BioMedCentral Research Notes
BMC Research Notes is an open access journal publishing scientifically sound research across all fields of biology and medicine. The journal provides a home for short publications, case series, and incremental updates to previous work with the intention of reducing the loss suffered by the research community when such results remain unpublished.
BMC Research Notes also encourages the publication of software tools, databases and datasets and a key objective of the journal is to ensure that associated data files will, wherever possible, be published in standard, reusable formats. BMC Research Notes is currently working with researchers across the full spectrum of biomedical research to define appropriate recommendations for domain-specific data file standards.
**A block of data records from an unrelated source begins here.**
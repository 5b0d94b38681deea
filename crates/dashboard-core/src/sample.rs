//! Deterministic sample data for views that have nothing live to show.
//!
//! Every value derives from a seed computed over the scope name, so the
//! same organization or repository always renders the same figures and
//! test runs are reproducible. No RNG is involved.

use crate::models::{
    Deployment, IssueSeverity, QualityIssue, QualityReport, WorkflowCategory, WorkflowStat,
};
use crate::quality;
use chrono::NaiveDate;

/// Sum of the Unicode scalar values of the scope name.
pub fn seed(name: &str) -> u64 {
    name.chars().map(|c| c as u64).sum()
}

/// Synthetic deployments spread across one calendar month.
///
/// Count, states, environments, and timestamps all derive from the seed;
/// an invalid year/month yields an empty list rather than panicking.
pub fn sample_deployments(name: &str, year: i32, month: u32) -> Vec<Deployment> {
    let Some(days_in_month) = days_in_month(year, month) else {
        return Vec::new();
    };
    let seed = seed(name);
    let count = 20 + seed % 20;

    (0..count)
        .filter_map(|i| {
            let day = 1 + (seed.wrapping_mul(7) + i * 13) % u64::from(days_in_month);
            let hour = (seed + i * 5) % 24;
            let minute = (seed.wrapping_mul(3) + i * 11) % 60;
            let created_at = NaiveDate::from_ymd_opt(year, month, day as u32)?
                .and_hms_opt(hour as u32, minute as u32, 0)?
                .and_utc();

            let state = match (seed + i) % 10 {
                0 | 1 => "failure",
                2 => "pending",
                _ => "success",
            };
            let environment = match i % 3 {
                0 => "production",
                1 => "staging",
                _ => "development",
            };

            Some(Deployment {
                state: state.to_string(),
                environment: Some(environment.to_string()),
                created_at,
            })
        })
        .collect()
}

/// Synthetic per-workflow outcome rates for the usual pipeline quartet.
pub fn sample_workflow_stats(name: &str) -> Vec<WorkflowStat> {
    let seed = seed(name);
    let workflows = [
        ("CI", WorkflowCategory::Tests),
        ("CD", WorkflowCategory::Deploy),
        ("Tests", WorkflowCategory::UnitTests),
        ("Build", WorkflowCategory::Build),
    ];

    workflows
        .iter()
        .enumerate()
        .map(|(idx, (workflow, category))| {
            let idx = idx as u64;
            let success = 60 + (seed + idx * 31) % 40;
            // Failures cap at what is left so the skipped remainder
            // cannot underflow.
            let failure = ((seed / 2 + idx * 17) % 20).min(100 - success);
            WorkflowStat {
                name: workflow.to_string(),
                category: *category,
                success_rate: success as u32,
                failure_rate: failure as u32,
                skipped_rate: (100 - success - failure) as u32,
                total_runs: (12 + (seed + idx * 7) % 30) as usize,
                last_run: None,
            }
        })
        .collect()
}

/// Synthetic quality report: the five metric cards plus five open issues.
///
/// Statuses come from the same thresholds as live data, so a sample
/// dashboard never contradicts the classification rules.
pub fn sample_quality_report(name: &str) -> QualityReport {
    let seed = seed(name);
    let values = [
        ("coverage", (80 + seed % 20) as f64),
        ("duplicated_lines_density", ((seed / 3) % 10) as f64),
        ("sqale_index", (2 + seed % 4) as f64),
        ("code_smells", (seed.wrapping_mul(3) % 50) as f64),
        ("bugs", ((seed / 7) % 5) as f64),
    ];
    let metrics = values
        .iter()
        .filter_map(|(key, value)| quality::build_metric(key, *value))
        .collect();

    let titles = [
        "Missing error handling",
        "Unused variable",
        "Complex method",
        "Hardcoded value",
        "Uncaught exception",
    ];
    let severities = [
        IssueSeverity::Critical,
        IssueSeverity::High,
        IssueSeverity::Medium,
        IssueSeverity::Low,
        IssueSeverity::Info,
    ];
    let issues = titles
        .iter()
        .zip(severities)
        .enumerate()
        .map(|(i, (title, severity))| QualityIssue {
            title: format!("Issue #{}: {}", i + 1, title),
            severity,
            component: format!("src/components/Sample{}.tsx", i + 1),
            line: Some(1 + seed.wrapping_mul(i as u64 + 1) % 200),
        })
        .collect();

    QualityReport { metrics, issues }
}

fn days_in_month(year: i32, month: u32) -> Option<u32> {
    let first = NaiveDate::from_ymd_opt(year, month, 1)?;
    let next = if month == 12 {
        NaiveDate::from_ymd_opt(year + 1, 1, 1)?
    } else {
        NaiveDate::from_ymd_opt(year, month + 1, 1)?
    };
    Some(next.signed_duration_since(first).num_days() as u32)
}

#[cfg(test)]
mod tests {
    use super::*;
    use crate::stats;
    use chrono::Datelike;

    #[test]
    fn test_seed_is_char_code_sum() {
        assert_eq!(seed("abc"), 97 + 98 + 99);
        assert_eq!(seed(""), 0);
    }

    #[test]
    fn test_sample_deployments_are_deterministic() {
        let first = sample_deployments("acme-webapp", 2026, 8);
        let second = sample_deployments("acme-webapp", 2026, 8);
        assert_eq!(first.len(), second.len());
        for (a, b) in first.iter().zip(&second) {
            assert_eq!(a.state, b.state);
            assert_eq!(a.environment, b.environment);
            assert_eq!(a.created_at, b.created_at);
        }
    }

    #[test]
    fn test_sample_deployment_count_range() {
        for name in ["a", "acme", "a-much-longer-organization-name"] {
            let count = sample_deployments(name, 2026, 8).len();
            assert!((20..40).contains(&count), "{} deployments for {}", count, name);
        }
    }

    #[test]
    fn test_sample_deployments_stay_in_month() {
        for d in sample_deployments("acme", 2026, 2) {
            let date = d.created_at.date_naive();
            assert_eq!(date.year(), 2026);
            assert_eq!(date.month(), 2);
        }
    }

    #[test]
    fn test_sample_deployments_skew_successful() {
        let deployments = sample_deployments("acme", 2026, 8);
        let stats = stats::deployment_stats(&deployments);
        assert!(stats.successful > stats.failed);
        assert_eq!(stats.total, deployments.len());
    }

    #[test]
    fn test_invalid_month_yields_empty_list() {
        assert!(sample_deployments("acme", 2026, 13).is_empty());
    }

    #[test]
    fn test_sample_workflow_rates_sum_to_one_hundred() {
        for stat in sample_workflow_stats("acme-webapp") {
            assert!((60..100).contains(&stat.success_rate), "{}", stat.success_rate);
            assert_eq!(
                stat.success_rate + stat.failure_rate + stat.skipped_rate,
                100
            );
            assert!(stat.total_runs >= 12);
        }
    }

    #[test]
    fn test_sample_workflows_are_deterministic() {
        let first = sample_workflow_stats("gitopia");
        let second = sample_workflow_stats("gitopia");
        for (a, b) in first.iter().zip(&second) {
            assert_eq!(a.name, b.name);
            assert_eq!(a.success_rate, b.success_rate);
            assert_eq!(a.failure_rate, b.failure_rate);
        }
    }

    #[test]
    fn test_sample_quality_report_shape() {
        let report = sample_quality_report("acme");
        assert_eq!(report.metrics.len(), 5);
        assert_eq!(report.issues.len(), 5);
        let coverage = &report.metrics[0];
        assert_eq!(coverage.key, "coverage");
        assert!((80.0..100.0).contains(&coverage.value));
        assert_eq!(report.issues[0].severity, IssueSeverity::Critical);
        assert!(report.issues.iter().all(|i| i.line.is_some()));
    }

    #[test]
    fn test_different_names_usually_differ() {
        let a = sample_deployments("alpha", 2026, 8);
        let b = sample_deployments("omega-service", 2026, 8);
        assert_ne!(a.len(), b.len());
    }
}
The Insight Journal is an open access online publication covering the domain of medical image processing and visualization. The unique characteristics of the Insight Journal include: open access to articles, data, code, and reviews; open peer-review that invites discussion between reviewers and authors; emphasis on reproducible science via automated code compilation and testing; and support for continuous revision of articles, code, and reviews.
PLoS ONE supports the development of open-source software and believes that for submissions in which software is the central part of the paper, then adherence to appropriate open source standards will ensure that the submission conforms to their requirements. These requirements state that “methods must be described in sufficient detail so that another researcher is able to reproduce the experiments described” as well as their “aim to promote openness in research and intention that all work published in PLoS ONE can be built on by future researchers.” Therefore, if new software or a new algorithm is central to a paper, authors must confirm that the software conforms to the definition of open source as defined by the ten rules of the Open Source Initiative. A condition of acceptance is that the software can be run by reviewers accessing the public software and that results presented in the paper are reproducible. The software need only run on one hardware/software platform in common use by the readership (including Matlab), although it must run without dependencies on proprietary or otherwise unobtainable ancillary software. Articles describing software that requires access to databases and other resources whose persistence is not guaranteed (e.g., individual laboratory databases without funding support) will not be considered.
F1000 Research is a new, fully open access publishing program across biology and medicine that will start publishing later this year. It is intended to address the major issues afflicting scientific publishing today: timely dissemination of research, peer review, and sharing of data. Diverging from traditional journal publishing, F1000 Research will offer immediate publication; open, post-publication peer review; open revisioning of work including ongoing updates; and encourage raw data deposition and publication. In addition, F1000 Research will accept a broad range of article formats and content types.